Mother Nature blew through on a quick visit last week just to remind us mere mortals who’s really in charge of the world.
A powerful combination of wintry precipitation and frigid temperatures brought much of the northern half of Georgia to a screeching halt, closing businesses, schools and roads while forcing families to hunker down at home and wait out the gust and gales of early January.
The negative financial impact of last week’s snow and ice will no doubt be yet another hardship for a state battling ongoing economic woes.
For those natives of the nation’s northern states who have relocated to Georgia, last week’s storm was much ado about nothing in terms of snow and temperature, as some have reminded us. But for natives of the South it was a major blizzard.
With transportation at a complete standstill and roads impassable for days, there were those quick to complain that local governments weren’t adequately prepared and didn’t do enough to get traffic back on the roads sooner.
Tell that to the state and local road crews who had people working night and day in the bitter cold.

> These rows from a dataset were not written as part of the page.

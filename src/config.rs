//! Application-level configuration loading: phase timers, damage table,
//! match policy, and room lifecycle knobs.

use std::{env, fs, io::ErrorKind, path::PathBuf, time::Duration};

use serde::Deserialize;
use tracing::{info, warn};

use crate::game::{GameConfig, text::MatchPolicy};

/// Default location on disk where the server looks for the JSON configuration.
const DEFAULT_CONFIG_PATH: &str = "config/app.json";
/// Environment variable that overrides [`DEFAULT_CONFIG_PATH`].
const CONFIG_PATH_ENV: &str = "BEAT_BRAWL_BACK_CONFIG_PATH";

/// Immutable runtime configuration shared across the application.
#[derive(Debug, Clone)]
pub struct AppConfig {
    /// Bounded durations for every player-facing wait.
    pub timers: PhaseTimers,
    /// Damage/combo balance table.
    pub damage: DamageConfig,
    /// Free-text answer tolerance.
    pub match_policy: MatchPolicy,
    /// How long a disconnected player keeps their seat and turn rights.
    pub reconnect_grace: Duration,
    /// How long an empty room stays addressable before the reaper removes it.
    pub room_grace: Duration,
    /// Interval between registry sweeps.
    pub sweep_interval: Duration,
    /// Maximum players (teams plus spectators) per room.
    pub max_players: usize,
    /// Match configuration new rooms start from.
    pub default_game: GameConfig,
}

/// Durations bounding each gameplay phase. Expiry always force-advances.
#[derive(Debug, Clone)]
pub struct PhaseTimers {
    /// Team-reveal sequence before round one.
    pub vs_intro: Duration,
    /// Mode roulette / host pick window.
    pub mode_select: Duration,
    /// Main play window of a round.
    pub active: Duration,
    /// Sealed betting window of the betting mode.
    pub betting: Duration,
    /// Exclusive answer window after a buzz.
    pub answer_window: Duration,
    /// Result display before the next round starts.
    pub result: Duration,
    /// Dispute voting window.
    pub dispute: Duration,
}

impl Default for PhaseTimers {
    fn default() -> Self {
        Self {
            vs_intro: Duration::from_secs(6),
            mode_select: Duration::from_secs(8),
            active: Duration::from_secs(60),
            betting: Duration::from_secs(20),
            answer_window: Duration::from_secs(10),
            result: Duration::from_secs(8),
            dispute: Duration::from_secs(15),
        }
    }
}

/// Game-balance table: the shape of the formula is fixed (base damage scaled
/// by a combo-stepped multiplier, optionally bet-weighted), the literals are
/// configuration.
#[derive(Debug, Clone)]
pub struct DamageConfig {
    /// Damage units dealt by a plain round win.
    pub base: u32,
    /// Multiplier per winning-streak length; streaks past the end stay on the
    /// last step.
    pub combo_steps: Vec<f32>,
    /// Whether betting-mode damage grows with the bet size.
    pub bet_scaling: bool,
}

impl Default for DamageConfig {
    fn default() -> Self {
        Self {
            base: 10,
            combo_steps: vec![1.0, 1.5, 2.0],
            bet_scaling: true,
        }
    }
}

impl DamageConfig {
    /// Multiplier earned by a `streak`-long run of consecutive wins.
    pub fn multiplier(&self, streak: u32) -> f32 {
        if streak == 0 || self.combo_steps.is_empty() {
            return 1.0;
        }
        let index = (streak as usize - 1).min(self.combo_steps.len() - 1);
        self.combo_steps[index]
    }
}

impl Default for AppConfig {
    fn default() -> Self {
        Self {
            timers: PhaseTimers::default(),
            damage: DamageConfig::default(),
            match_policy: MatchPolicy::default(),
            reconnect_grace: Duration::from_secs(60),
            room_grace: Duration::from_secs(300),
            sweep_interval: Duration::from_secs(30),
            max_players: 12,
            default_game: GameConfig::default(),
        }
    }
}

impl AppConfig {
    /// Load the application configuration from disk, falling back to the
    /// baked-in defaults on any read or parse failure.
    pub fn load() -> Self {
        let path = resolve_config_path();
        match fs::read_to_string(&path) {
            Ok(contents) => match serde_json::from_str::<RawConfig>(&contents) {
                Ok(raw) => {
                    let config: Self = raw.into();
                    info!(path = %path.display(), "loaded configuration");
                    config
                }
                Err(err) => {
                    warn!(
                        path = %path.display(),
                        error = %err,
                        "failed to parse config; falling back to defaults"
                    );
                    Self::default()
                }
            },
            Err(err) if err.kind() == ErrorKind::NotFound => {
                info!(
                    path = %path.display(),
                    "config file not found; using built-in defaults"
                );
                Self::default()
            }
            Err(err) => {
                warn!(
                    path = %path.display(),
                    error = %err,
                    "failed to read config; falling back to defaults"
                );
                Self::default()
            }
        }
    }
}

/// JSON representation of the configuration file; every field is optional and
/// falls back to the built-in default.
#[derive(Debug, Default, Deserialize)]
struct RawConfig {
    timers_ms: Option<RawTimers>,
    damage: Option<RawDamage>,
    match_policy: Option<MatchPolicy>,
    reconnect_grace_s: Option<u64>,
    room_grace_s: Option<u64>,
    sweep_interval_s: Option<u64>,
    max_players: Option<usize>,
    default_game: Option<GameConfig>,
}

/// Phase durations in milliseconds, as written in the config file.
#[derive(Debug, Deserialize)]
struct RawTimers {
    vs_intro: Option<u64>,
    mode_select: Option<u64>,
    active: Option<u64>,
    betting: Option<u64>,
    answer_window: Option<u64>,
    result: Option<u64>,
    dispute: Option<u64>,
}

#[derive(Debug, Deserialize)]
struct RawDamage {
    base: Option<u32>,
    combo_steps: Option<Vec<f32>>,
    bet_scaling: Option<bool>,
}

impl From<RawConfig> for AppConfig {
    fn from(raw: RawConfig) -> Self {
        let defaults = AppConfig::default();

        let timers = match raw.timers_ms {
            Some(t) => {
                let d = defaults.timers.clone();
                let ms = |v: Option<u64>, fallback: Duration| {
                    v.map(Duration::from_millis).unwrap_or(fallback)
                };
                PhaseTimers {
                    vs_intro: ms(t.vs_intro, d.vs_intro),
                    mode_select: ms(t.mode_select, d.mode_select),
                    active: ms(t.active, d.active),
                    betting: ms(t.betting, d.betting),
                    answer_window: ms(t.answer_window, d.answer_window),
                    result: ms(t.result, d.result),
                    dispute: ms(t.dispute, d.dispute),
                }
            }
            None => defaults.timers.clone(),
        };

        let damage = match raw.damage {
            Some(d) => DamageConfig {
                base: d.base.unwrap_or(defaults.damage.base),
                combo_steps: d
                    .combo_steps
                    .filter(|steps| !steps.is_empty())
                    .unwrap_or_else(|| defaults.damage.combo_steps.clone()),
                bet_scaling: d.bet_scaling.unwrap_or(defaults.damage.bet_scaling),
            },
            None => defaults.damage.clone(),
        };

        Self {
            timers,
            damage,
            match_policy: raw.match_policy.unwrap_or(defaults.match_policy),
            reconnect_grace: raw
                .reconnect_grace_s
                .map(Duration::from_secs)
                .unwrap_or(defaults.reconnect_grace),
            room_grace: raw
                .room_grace_s
                .map(Duration::from_secs)
                .unwrap_or(defaults.room_grace),
            sweep_interval: raw
                .sweep_interval_s
                .map(Duration::from_secs)
                .unwrap_or(defaults.sweep_interval),
            max_players: raw.max_players.unwrap_or(defaults.max_players),
            default_game: raw.default_game.unwrap_or(defaults.default_game),
        }
    }
}

/// Resolve the configuration path taking the environment override into account.
fn resolve_config_path() -> PathBuf {
    env::var_os(CONFIG_PATH_ENV)
        .map(PathBuf::from)
        .filter(|path| !path.as_os_str().is_empty())
        .unwrap_or_else(|| PathBuf::from(DEFAULT_CONFIG_PATH))
}

#[cfg(test)]
mod tests {
    use super::*;

    #[test]
    fn multiplier_steps_and_saturates() {
        let damage = DamageConfig::default();
        assert_eq!(damage.multiplier(0), 1.0);
        assert_eq!(damage.multiplier(1), 1.0);
        assert_eq!(damage.multiplier(2), 1.5);
        assert_eq!(damage.multiplier(3), 2.0);
        assert_eq!(damage.multiplier(7), 2.0);
    }

    #[test]
    fn partial_raw_config_keeps_defaults() {
        let raw: RawConfig = serde_json::from_str(r#"{"max_players": 4}"#).unwrap();
        let config: AppConfig = raw.into();
        assert_eq!(config.max_players, 4);
        assert_eq!(config.damage.base, 10);
        assert_eq!(config.timers.active, Duration::from_secs(60));
    }
}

The truth is, we simply aren’t prepared for a storm such as last week’s, and unless we are willing to invest huge sums of money into equipment that seldom is used and keep on hand on a permanent basis the manpower to use it, we aren’t going to be.
This isn’t Boston or New York, where it makes sense to have a fleet of snowplows on hand for use dozens of times each winter. This is North Georgia, where last week’s show of nature’s power may not be repeated for decades.
So how much is it worth to you to be prepared for the next wintry gale? Ready to have your taxes raised to hire more workers, just in case? How many millions do you want to take from other state and local needs to finance those snowplows sitting in a barn with cobwebs on them?
The state DOT alone last week was spending about $2 million a day in responding to the storm. How much more of your money do you want to add to that total in preparation for weather conditions we may never see again?
Sometimes, every problem just doesn’t have an immediate government fix. Maybe that’s a lesson we need to learn and apply to issues beyond those that can be tracked by the live action radar of local meteorologists.
To the road crews, public safety employees, firefighters, EMTs, utility workers, hospital staffers, tow truck drivers and all of those who worked long, cold hours fighting the elements last week, we say thanks.
Let’s also offer a pat on the back to all the neighbors who pitched in together to shovel off driveways, help clear community streets, share groceries and in general took things into their own hands. There’s a lesson in there somewhere too.